What's the difference?



If you have mainly been a student of American English, then it is possible that you have not come across the word 'shall'. Yes, this form is more popularly used in British English.

First, we do use will in British English - don't worry about that - and we do use it to talk about things planned in the future or to make a decision at the time of speaking. But the word shall is often used for the same meaning.

The word shall is, according to the Collins Cobuild Dictionary, often used in questions in order to make offers or suggestions, or to ask for advice, and is used with 'I' and 'we', for example: Shall we dance? Shall I call him now? What shall we do now? It is, in fact, a modal verb (remember them? see Not4GrammarBores for more information), and its past form is should.

Shall is, surprisingly, used in many other ways. It's used to referring to something that you intend to do, or sure will happen to you in the future: I shall give him 24 hours to make a decision. Also in speech or writing to say what you are planning: Later, I shall describe the effects. As we shall see, the Mona Lisa is quite a small painting. It is also used to say that something must happen: We shall decide on what's best for the company. 

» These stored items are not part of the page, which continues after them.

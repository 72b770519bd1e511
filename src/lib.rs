//! # The DIF3D crate
//!
//! Exchange of whole-core reactor state with the DIF3D neutron diffusion and
//! transport solver
//!
//! ## Installation
//!
//! Direct install from source:
//!
//! ```shell
//! cargo install --path .
//! ```
//!
//! ## Overview
//!
//! A reactor model snapshot goes in, and per-block fluxes, powers, and
//! reaction rates come out. In between the crate writes the DIF3D input,
//! runs the solver, reads the printed output, and maps everything from the
//! uniform solver mesh back onto the blocks as they were modeled.
//!
//! ```text
//! Core snapshot -> Addressing -> Input -> (DIF3D) -> SolverResult -> MappedState
//! ```
//!
//! There are a few command line tools for the common steps:
//!
//! | Command line | Description                                             |
//! | ------------ | ------------------------------------------------------- |
//! | `d3dinp`     | Write a DIF3D input file from a core snapshot           |
//! | `d3dout`     | Read the printed DIF3D output into JSON                 |
//! | `d3drun`     | Render, run, parse, and map a full DIF3D calculation    |
//!
//! All tools are fully documented with detailed `--help` messages.
//!
//! ### Supported problems
//!
//! | Option                                                  | Supported                         |
//! | ------------------------------------------------------- | --------------------------------- |
//! | [ProblemType](crate::options::ProblemType)              | k-effective eigenvalue            |
//! | [SolutionType](crate::options::SolutionType)            | real, adjoint, real and adjoint   |
//! | [SpatialApproximation](crate::options::SpatialApproximation) | finite difference, nodal, VARIANT |
//! | [Symmetry](crate::model::Symmetry)                      | full core, 1/3 core periodic      |
//!
//! ## Advanced use
//!
//! The readers are the most reusable part. The printed output can be read
//! into a [SolverResult](crate::result::SolverResult) with a one-liner.
//!
//! ```rust,ignore
//! use dif3d::{read_output, options::SolutionType};
//!
//! let result = read_output("./data/dif3d.out", SolutionType::Real).unwrap();
//! println!("k-eff = {:?}", result.keff());
//! ```
//!
//! As an overview:
//! - The [model] module holds the read-only core snapshot and the
//! [ReactorModel](crate::model::ReactorModel) collaborator trait
//! - The [geometry] module addresses regions, labels, boundaries, and the
//! uniform axial mesh
//! - The [input] module renders the fixed-format input cards
//! - The [readers] module parses the printed output and the `DIF3D` binary
//! - The [convert] module maps region results back onto blocks
//! - The [run] module sequences everything as a small state machine
//!
//! In the background, the `nom` parser combinator library reads the output
//! tables, `serde` loads snapshots and options, `bincode` reads the binary
//! records, and `clap` is used for the command line interface.

// Public facing modules
pub mod convert;
pub mod error;
pub mod geometry;
pub mod input;
pub mod model;
pub mod options;
pub mod result;
pub mod run;
pub mod utils;

pub mod readers;

// Re-exports of useful data structures
#[doc(inline)]
pub use crate::error::{Error, ErrorKind, Result};

#[doc(inline)]
pub use crate::readers::{read_output, read_summary_file};

#[doc(inline)]
pub use crate::run::{Executor, ProcessExecutor, Run, RunState};
use dif3d::geometry::Addressing;
use dif3d::model::Core;
use dif3d::options::{SolutionType, SolverOptions};
use dif3d::readers::{OuterConvergence, OutputReader};
use dif3d::result::Convergence;
use dif3d::{read_output, read_summary_file, ErrorKind};

use rstest::rstest;
use std::path::Path;

const OUTPUT: &str = "./data/dif3d-third-nodal.out";
const CORE: &str = "./data/core-third.json";

/// Group flux integrals of A3002E as printed
const A3002E: [f64; 33] = [
    1.47312E+14, 2.30742E+15, 1.53930E+16, 2.54007E+16, 6.25577E+16, 1.44366E+17, 1.97879E+17,
    4.38889E+17, 3.41350E+17, 3.64783E+17, 2.39746E+17, 2.56849E+17, 2.73795E+17, 1.71025E+17,
    1.11952E+17, 8.32989E+16, 3.26362E+16, 2.98441E+16, 7.66527E+16, 5.52959E+16, 5.77510E+16,
    3.08758E+16, 1.98528E+16, 1.15805E+16, 5.43152E+15, 3.75557E+15, 1.38772E+15, 6.75732E+14,
    9.02733E+14, 2.31725E+14, 3.40262E+14, 3.05077E+12, 3.51154E+12,
];

#[test]
fn read_keff() {
    let result = read_output(OUTPUT, SolutionType::Real).unwrap();
    assert_eq!(result.keff(), Some(1.00830171984));
    assert_eq!(result.real.unwrap().convergence, Convergence::Converged);
}

#[test]
fn read_group_flux() {
    let result = read_output(OUTPUT, SolutionType::Real).unwrap();
    let index = result.region_index("A3002E").unwrap();
    let real = result.real.as_ref().unwrap();

    assert_eq!(real.n_groups(), 33);
    assert_eq!(real.group_flux[index], A3002E.to_vec());
}

#[test]
fn adjoint_pages_are_stitched() {
    let result = read_output(OUTPUT, SolutionType::Adjoint).unwrap();
    let adjoint = result.adjoint.as_ref().unwrap();

    // groups 19-24 follow a page eject in both tables
    assert_eq!(adjoint.n_groups(), 33);
    assert!(adjoint.group_flux.iter().all(|g| g.len() == 33));
    assert_eq!(result.regions.len(), 35);
}

#[test]
fn read_region_totals() {
    let result = read_output(OUTPUT, SolutionType::Real).unwrap();
    let totals = result.totals.as_ref().unwrap();

    let plenum = result.region_index("A3002E").unwrap();
    assert_eq!(totals.total_flux[plenum], 3.05696e18);
    assert_eq!(totals.peak_flux[plenum], 3.81625e14);

    let fuel = result.region_index("A3002D").unwrap();
    assert_eq!(totals.power[fuel], 7.34698e05);
    assert_eq!(totals.power_density[fuel], 1.20951e02);
    assert_eq!(totals.peak_power_density[fuel], 1.69977e02);
}

#[rstest]
#[case(SolutionType::Real, true, false)]
#[case(SolutionType::Adjoint, false, true)]
#[case(SolutionType::RealAndAdjoint, true, true)]
fn requested_solutions(#[case] solution: SolutionType, #[case] real: bool, #[case] adjoint: bool) {
    let result = read_output(OUTPUT, solution).unwrap();
    assert_eq!(result.real.is_some(), real);
    assert_eq!(result.adjoint.is_some(), adjoint);
    assert_eq!(result.totals.is_some(), real);
    assert_eq!(result.n_regions(), 35);
}

#[test]
fn adjoint_keff_is_kept_apart() {
    let result = read_output(OUTPUT, SolutionType::RealAndAdjoint).unwrap();
    assert_eq!(result.adjoint.as_ref().unwrap().keff, 1.00830171990);
    assert_eq!(result.keff(), Some(1.00830171984));
}

#[test]
fn regions_match_the_core() {
    let core = Core::from_file(CORE).unwrap();
    let addressing = Addressing::new(&core, &SolverOptions::default()).unwrap();

    let mut reader = OutputReader::new();
    reader.disable_progress();
    reader.set_solution(SolutionType::RealAndAdjoint);
    reader.set_expected_regions(addressing.regions.labels());

    let result = reader.parse(Path::new(OUTPUT)).unwrap();
    assert_eq!(result.regions, addressing.regions.labels());
}

#[test]
fn truncated_output() {
    let text = std::fs::read_to_string(OUTPUT).unwrap();
    let cut = text.find("REACTION INTEGRALS").unwrap();

    let mut reader = OutputReader::new();
    reader.disable_progress();
    let err = reader.parse_str(&text[..cut]).unwrap_err();
    assert_eq!(err.kind(), ErrorKind::ParseFailure);
}

#[test]
fn unconverged_output() {
    let text = std::fs::read_to_string(OUTPUT)
        .unwrap()
        .replace("OUTER ITERATIONS HAVE CONVERGED", "OUTER ITERATION LIMIT REACHED");

    let mut reader = OutputReader::new();
    reader.disable_progress();
    let result = reader.parse_str(&text).unwrap();

    assert_eq!(result.real.as_ref().unwrap().convergence, Convergence::NotConverged);
    assert_eq!(result.ensure_converged().unwrap_err().kind(), ErrorKind::NotConverged);
}

#[test]
fn summary_file() {
    let summary = read_summary_file("./data/DIF3D").unwrap();
    assert_eq!(summary.keff, 1.0083017198449564);
    assert_eq!(summary.dominance_ratio, 0.750317601546759);
    assert_eq!(summary.convergence, OuterConvergence::Converged);
    assert_eq!(summary.solution, SolutionType::Adjoint);

    let result = read_output(OUTPUT, SolutionType::Real).unwrap();
    assert!(summary.check_keff(&result));
}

However, in most of these examples, will would be more commonly used, particularly in American English.

One example often given to express what difference does exist is in this. If you use 'shall' with 'you' when telling someone they can do something, or expressing a promise, you can say: You shall go to the dance! (Although, in reality, this is not often used as it sounds a bit old-fashioned!). Now, following this piece of advice, the phrase I shall drown and nobody will save me would state a clear fact. But them if we say I will drown and nobody shall save me, this suggests the speaker wants to drown even if help is available.

Although we use this modal verb regularly, it's one of those words which we don't worry over. Indeed, most writers don't worry about it much and most often use 'will'.